§ **WHAT IS BEING ASKED**:
Each line below must be reproduced exactly.

§ **DATA PROVIDED**:

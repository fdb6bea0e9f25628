//! Tree-shaped literals for initialising arrays.

use super::{Coord, Error, Result};

/// A literal value for an array of rank `R`: `R` levels of [`Nested::List`]
/// around [`Nested::Leaf`] values.
///
/// Usually written with the [`nested!`] macro.
///
/// [`nested!`]: crate::nested
#[derive(Debug, Clone, PartialEq, Eq)]
pub enum Nested<T> {
    Leaf(T),
    List(Vec<Nested<T>>),
}

impl<T> Nested<T> {
    /// Applies `f` to every leaf, keeping the tree structure.
    ///
    /// ```
    /// use multidim_array::{nested, MaskCell};
    /// let mask = nested!([[1, 0], [0, 1]]).map(MaskCell::from);
    /// ```
    pub fn map<U>(self, mut f: impl FnMut(T) -> U) -> Nested<U> {
        self.map_inner(&mut f)
    }

    fn map_inner<U>(self, f: &mut impl FnMut(T) -> U) -> Nested<U> {
        match self {
            Self::Leaf(t) => Nested::Leaf(f(t)),
            Self::List(items) => Nested::List(items.into_iter().map(|n| n.map_inner(f)).collect()),
        }
    }

    /// Returns the length of the lists at each level, checking that `self`
    /// has depth `R` and is not ragged.
    ///
    /// ```
    /// use multidim_array::{nested, Error};
    /// assert_eq!(nested!([[1, 2, 3], [4, 5, 6]]).shape::<2>(), Ok([2, 3]));
    /// assert_eq!(
    ///     nested!([[1, 2, 3], [4, 5]]).shape::<2>(),
    ///     Err(Error::LiteralShape {dim: 1, expected: 3, got: 2}),
    /// );
    /// ```
    pub fn shape<const R: usize>(&self) -> Result<[usize; R]> {
        // The first path from the root fixes the expected lengths.
        let mut shape = [0; R];
        let mut node = self;
        for level in 0..R {
            match node {
                Self::Leaf(_) => return Err(Error::LiteralDepth {expected: R, got: level}),
                Self::List(items) => {
                    shape[level] = items.len();
                    match items.first() {
                        Some(first) => { node = first; },
                        // Deeper levels have length 0 on every path.
                        None => break,
                    }
                },
            }
        }
        // Every other path must agree.
        let mut stack = vec![(self, 0)];
        while let Some((node, level)) = stack.pop() {
            match node {
                Self::Leaf(_) if level == R => {},
                Self::Leaf(_) => return Err(Error::LiteralDepth {expected: R, got: level}),
                Self::List(_) if level == R => return Err(Error::LiteralDepth {expected: R, got: R + 1}),
                Self::List(items) => {
                    if items.len() != shape[level] {
                        return Err(Error::LiteralShape {dim: level, expected: shape[level], got: items.len()});
                    }
                    stack.extend(items.iter().map(|n| (n, level + 1)));
                },
            }
        }
        Ok(shape)
    }

    /// Calls `f` for every leaf with its coordinate, in nested-loop order.
    ///
    /// `self` must already have passed [`Self::shape()`] for the same `R`.
    pub(crate) fn for_each_leaf<const R: usize>(self, mut f: impl FnMut(&Coord<R>, T)) {
        let mut coord = [0; R];
        let mut stack = match self {
            Self::Leaf(t) => { f(&coord, t); return; },
            Self::List(items) => vec![items.into_iter()],
        };
        while !stack.is_empty() {
            let level = stack.len() - 1;
            let next = stack[level].next();
            match next {
                None => {
                    stack.pop();
                    if let Some(parent) = level.checked_sub(1) { coord[parent] += 1; }
                },
                Some(Self::Leaf(t)) => {
                    f(&coord, t);
                    coord[level] += 1;
                },
                Some(Self::List(inner)) => {
                    if let Some(c) = coord.get_mut(level + 1) { *c = 0; }
                    stack.push(inner.into_iter());
                },
            }
        }
    }
}

impl<T> From<Vec<Nested<T>>> for Nested<T> {
    fn from(items: Vec<Nested<T>>) -> Self { Self::List(items) }
}

/// Builds a [`Nested`] literal from bracketed lists.
///
/// Each leaf must be a single token tree, so wrap compound expressions such
/// as `-1` in parentheses.
///
/// ```
/// use multidim_array::{nested, Nested};
/// let n: Nested<i32> = nested!([[1, 2], [3, (-4)]]);
/// assert_eq!(n, Nested::List(vec![
///     Nested::List(vec![Nested::Leaf(1), Nested::Leaf(2)]),
///     Nested::List(vec![Nested::Leaf(3), Nested::Leaf(-4)]),
/// ]));
/// ```
#[macro_export]
macro_rules! nested {
    ([$($item:tt),* $(,)?]) => {
        $crate::Nested::List(::std::vec![$($crate::nested!($item)),*])
    };
    ($leaf:expr) => {
        $crate::Nested::Leaf($leaf)
    };
}

// ----------------------------------------------------------------------------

§ **ANSWER TO THE EXERCISE**:
repository fdb6bea0e9f25628
//! Tree-shaped literals for initialising arrays.

use super::{Coord, Error, Result};

/// A literal value for an array of rank `R`: `R` levels of [`Nested::List`]
/// around [`Nested::Leaf`] values.
///
/// Usually written with the [`nested!`] macro.
///
/// [`nested!`]: crate::nested
#[derive(Debug, Clone, PartialEq, Eq)]
pub enum Nested<T> {
    Leaf(T),
    List(Vec<Nested<T>>),
}

impl<T> Nested<T> {
    /// Applies `f` to every leaf, keeping the tree structure.
    ///
    /// ```
    /// use multidim_array::{nested, MaskCell};
    /// let mask = nested!([[1, 0], [0, 1]]).map(MaskCell::from);
    /// ```
    pub fn map<U>(self, mut f: impl FnMut(T) -> U) -> Nested<U> {
        self.map_inner(&mut f)
    }

    fn map_inner<U>(self, f: &mut impl FnMut(T) -> U) -> Nested<U> {
        match self {
            Self::Leaf(t) => Nested::Leaf(f(t)),
            Self::List(items) => Nested::List(items.into_iter().map(|n| n.map_inner(f)).collect()),
        }
    }

    /// Returns the length of the lists at each level, checking that `self`
    /// has depth `R` and is not ragged.
    ///
    /// ```
    /// use multidim_array::{nested, Error};
    /// assert_eq!(nested!([[1, 2, 3], [4, 5, 6]]).shape::<2>(), Ok([2, 3]));
    /// assert_eq!(
    ///     nested!([[1, 2, 3], [4, 5]]).shape::<2>(),
    ///     Err(Error::LiteralShape {dim: 1, expected: 3, got: 2}),
    /// );
    /// ```
    pub fn shape<const R: usize>(&self) -> Result<[usize; R]> {
        // The first path from the root fixes the expected lengths.
        let mut shape = [0; R];
        let mut node = self;
        for level in 0..R {
            match node {
                Self::Leaf(_) => return Err(Error::LiteralDepth {expected: R, got: level}),
                Self::List(items) => {
                    shape[level] = items.len();
                    match items.first() {
                        Some(first) => { node = first; },
                        // Deeper levels have length 0 on every path.
                        None => break,
                    }
                },
            }
        }
        // Every other path must agree.
        let mut stack = vec![(self, 0)];
        while let Some((node, level)) = stack.pop() {
            match node {
                Self::Leaf(_) if level == R => {},
                Self::Leaf(_) => return Err(Error::LiteralDepth {expected: R, got: level}),
                Self::List(_) if level == R => return Err(Error::LiteralDepth {expected: R, got: R + 1}),
                Self::List(items) => {
                    if items.len() != shape[level] {
                        return Err(Error::LiteralShape {dim: level, expected: shape[level], got: items.len()});
                    }
                    stack.extend(items.iter().map(|n| (n, level + 1)));
                },
            }
        }
        Ok(shape)
    }

    /// Calls `f` for every leaf with its coordinate, in nested-loop order.
    ///
    /// `self` must already have passed [`Self::shape()`] for the same `R`.
    pub(crate) fn for_each_leaf<const R: usize>(self, mut f: impl FnMut(&Coord<R>, T)) {
        let mut coord = [0; R];
        let mut stack = match self {
            Self::Leaf(t) => { f(&coord, t); return; },
            Self::List(items) => vec![items.into_iter()],
        };
        while !stack.is_empty() {
            let level = stack.len() - 1;
            let next = stack[level].next();
            match next {
                None => {
                    stack.pop();
                    if let Some(parent) = level.checked_sub(1) { coord[parent] += 1; }
                },
                Some(Self::Leaf(t)) => {
                    f(&coord, t);
                    coord[level] += 1;
                },
                Some(Self::List(inner)) => {
                    if let Some(c) = coord.get_mut(level + 1) { *c = 0; }
                    stack.push(inner.into_iter());
                },
            }
        }
    }
}

impl<T> From<Vec<Nested<T>>> for Nested<T> {
    fn from(items: Vec<Nested<T>>) -> Self { Self::List(items) }
}

/// Builds a [`Nested`] literal from bracketed lists.
///
/// Each leaf must be a single token tree, so wrap compound expressions such
/// as `-1` in parentheses.
///
/// ```
/// use multidim_array::{nested, Nested};
/// let n: Nested<i32> = nested!([[1, 2], [3, (-4)]]);
/// assert_eq!(n, Nested::List(vec![
///     Nested::List(vec![Nested::Leaf(1), Nested::Leaf(2)]),
///     Nested::List(vec![Nested::Leaf(3), Nested::Leaf(-4)]),
/// ]));
/// ```
#[macro_export]
macro_rules! nested {
    ([$($item:tt),* $(,)?]) => {
        $crate::Nested::List(::std::vec![$($crate::nested!($item)),*])
    };
    ($leaf:expr) => {
        $crate::Nested::Leaf($leaf)
    };
}

// ----------------------------------------------------------------------------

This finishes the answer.